Return verbatim every line from the first line of the data below to the line that contains "add_days(anchor, sign)", inclusive, and no further.

BEGIN

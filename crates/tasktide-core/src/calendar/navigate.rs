use chrono::{
  Datelike,
  NaiveDate
};

use super::ViewMode;
use super::range::days_in_month;
use crate::datetime::add_days;
use crate::error::{
  CalendarError,
  CalendarResult
};

#[derive(
  Debug, Clone, Copy, PartialEq, Eq,
)]
pub enum Direction {
  Previous,
  Next
}

impl Direction {
  pub fn sign(self) -> i64 {
    match self {
      | Self::Previous => -1,
      | Self::Next => 1
    }
  }

  pub fn from_key(
    key: &str
  ) -> CalendarResult<Self> {
    match key
      .trim()
      .to_ascii_lowercase()
      .as_str()
    {
      | "prev" | "previous" | "back" => {
        Ok(Self::Previous)
      }
      | "next" | "forward" => {
        Ok(Self::Next)
      }
      | _ => Err(
        CalendarError::InvalidDirection(
          key.to_string()
        )
      )
    }
  }
}

/// Anchor one period before or after `anchor`. Agenda pages by its whole
/// window so consecutive pages neither overlap nor leave gaps.
pub fn step(
  anchor: NaiveDate,
  view: ViewMode,
  direction: Direction,
  lookahead_days: u32
) -> CalendarResult<NaiveDate> {
  let sign = direction.sign();
  match view {
    | ViewMode::Month => {
      shift_months(anchor, sign as i32)
    }
    | ViewMode::Week => {
      add_days(anchor, sign * 7)
    }
    | ViewMode::Day => {
      add_days(anchor, sign)
    }
    | ViewMode::Agenda => {
      if lookahead_days == 0 {
        return Err(
          CalendarError::InvalidLookahead(
            lookahead_days
          )
        );
      }
      add_days(
        anchor,
        sign * i64::from(lookahead_days)
      )
    }
  }
}

/// Moves by whole months, clamping the day to the target month's length.
pub fn shift_months(
  date: NaiveDate,
  months: i32
) -> CalendarResult<NaiveDate> {
  let total = i64::from(date.year()) * 12
    + i64::from(date.month0())
    + i64::from(months);
  let year = i32::try_from(
    total.div_euclid(12)
  )
  .map_err(|_| {
    CalendarError::DateOutOfRange(date)
  })?;
  let month =
    total.rem_euclid(12) as u32 + 1;
  let day = date.day().min(
    days_in_month(year, month).map_err(
      |_| {
        CalendarError::DateOutOfRange(
          date
        )
      }
    )?
  );
  NaiveDate::from_ymd_opt(
    year, month, day
  )
  .ok_or(CalendarError::DateOutOfRange(
    date
  ))
}

#[cfg(test)]
mod tests {
  use super::*;

  fn day(
    y: i32,
    m: u32,
    d: u32
  ) -> NaiveDate {
    NaiveDate::from_ymd_opt(y, m, d)
      .expect("valid date")
  }

  #[test]
  fn month_step_clamps_short_months() {
    assert_eq!(
      step(
        day(2024, 1, 31),
        ViewMode::Month,
        Direction::Next,
        30
      )
      .expect("step"),
      day(2024, 2, 29)
    );
    assert_eq!(
      step(
        day(2023, 1, 31),
        ViewMode::Month,
        Direction::Next,
        30
      )
      .expect("step"),
      day(2023, 2, 28)
    );
    assert_eq!(
      step(
        day(2024, 3, 31),
        ViewMode::Month,
        Direction::Previous,
        30
      )
      .expect("step"),
      day(2024, 2, 29)
    );
  }

  #[test]
  fn month_step_crosses_year_boundaries() {
    assert_eq!(
      shift_months(day(2024, 12, 15), 1)
        .expect("shift"),
      day(2025, 1, 15)
    );
    assert_eq!(
      shift_months(day(2024, 1, 15), -1)
        .expect("shift"),
      day(2023, 12, 15)
    );
    assert_eq!(
      shift_months(day(2024, 2, 29), 12)
        .expect("shift"),
      day(2025, 2, 28)
    );
  }

  #[test]
  fn week_day_and_agenda_steps() {
    let anchor = day(2024, 1, 10);
    assert_eq!(
      step(
        anchor,
        ViewMode::Week,
        Direction::Previous,
        30
      )
      .expect("step"),
      day(2024, 1, 3)
    );
    assert_eq!(
      step(
        anchor,
        ViewMode::Day,
        Direction::Next,
        30
      )
      .expect("step"),
      day(2024, 1, 11)
    );
    assert_eq!(
      step(
        anchor,
        ViewMode::Agenda,
        Direction::Next,
        30
      )
      .expect("step"),
      day(2024, 2, 9)
    );
  }

  #[test]
  fn next_then_previous_returns_to_anchor() {
    let mut anchor = day(2023, 11, 1);
    for _ in 0..120 {
      for view in ViewMode::all() {
        if view == ViewMode::Month
          && anchor.day() > 28
        {
          continue;
        }
        let forward = step(
          anchor,
          view,
          Direction::Next,
          21
        )
        .expect("forward");
        let back = step(
          forward,
          view,
          Direction::Previous,
          21
        )
        .expect("back");
        assert_eq!(back, anchor, "{view}");
      }
      anchor = anchor
        .succ_opt()
        .expect("next day");
    }
  }

  #[test]
  fn direction_keys() {
    assert_eq!(
      Direction::from_key("prev")
        .expect("prev"),
      Direction::Previous
    );
    assert!(
      Direction::from_key("sideways")
        .is_err()
    );
  }
}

END

■ Response area ■
filename crates/tasktide-core/src/calendar/navigate.rs
use chrono::{
  Datelike,
  NaiveDate
};

use super::ViewMode;
use super::range::days_in_month;
use crate::datetime::add_days;
use crate::error::{
  CalendarError,
  CalendarResult
};

#[derive(
  Debug, Clone, Copy, PartialEq, Eq,
)]
pub enum Direction {
  Previous,
  Next
}

impl Direction {
  pub fn sign(self) -> i64 {
    match self {
      | Self::Previous => -1,
      | Self::Next => 1
    }
  }

  pub fn from_key(
    key: &str
  ) -> CalendarResult<Self> {
    match key
      .trim()
      .to_ascii_lowercase()
      .as_str()
    {
      | "prev" | "previous" | "back" => {
        Ok(Self::Previous)
      }
      | "next" | "forward" => {
        Ok(Self::Next)
      }
      | _ => Err(
        CalendarError::InvalidDirection(
          key.to_string()
        )
      )
    }
  }
}

/// Anchor one period before or after `anchor`. Agenda pages by its whole
/// window so consecutive pages neither overlap nor leave gaps.
pub fn step(
  anchor: NaiveDate,
  view: ViewMode,
  direction: Direction,
  lookahead_days: u32
) -> CalendarResult<NaiveDate> {
  let sign = direction.sign();
  match view {
    | ViewMode::Month => {
      shift_months(anchor, sign as i32)
    }
    | ViewMode::Week => {
      add_days(anchor, sign * 7)
    }
    | ViewMode::Day => {
      add_days(anchor, sign)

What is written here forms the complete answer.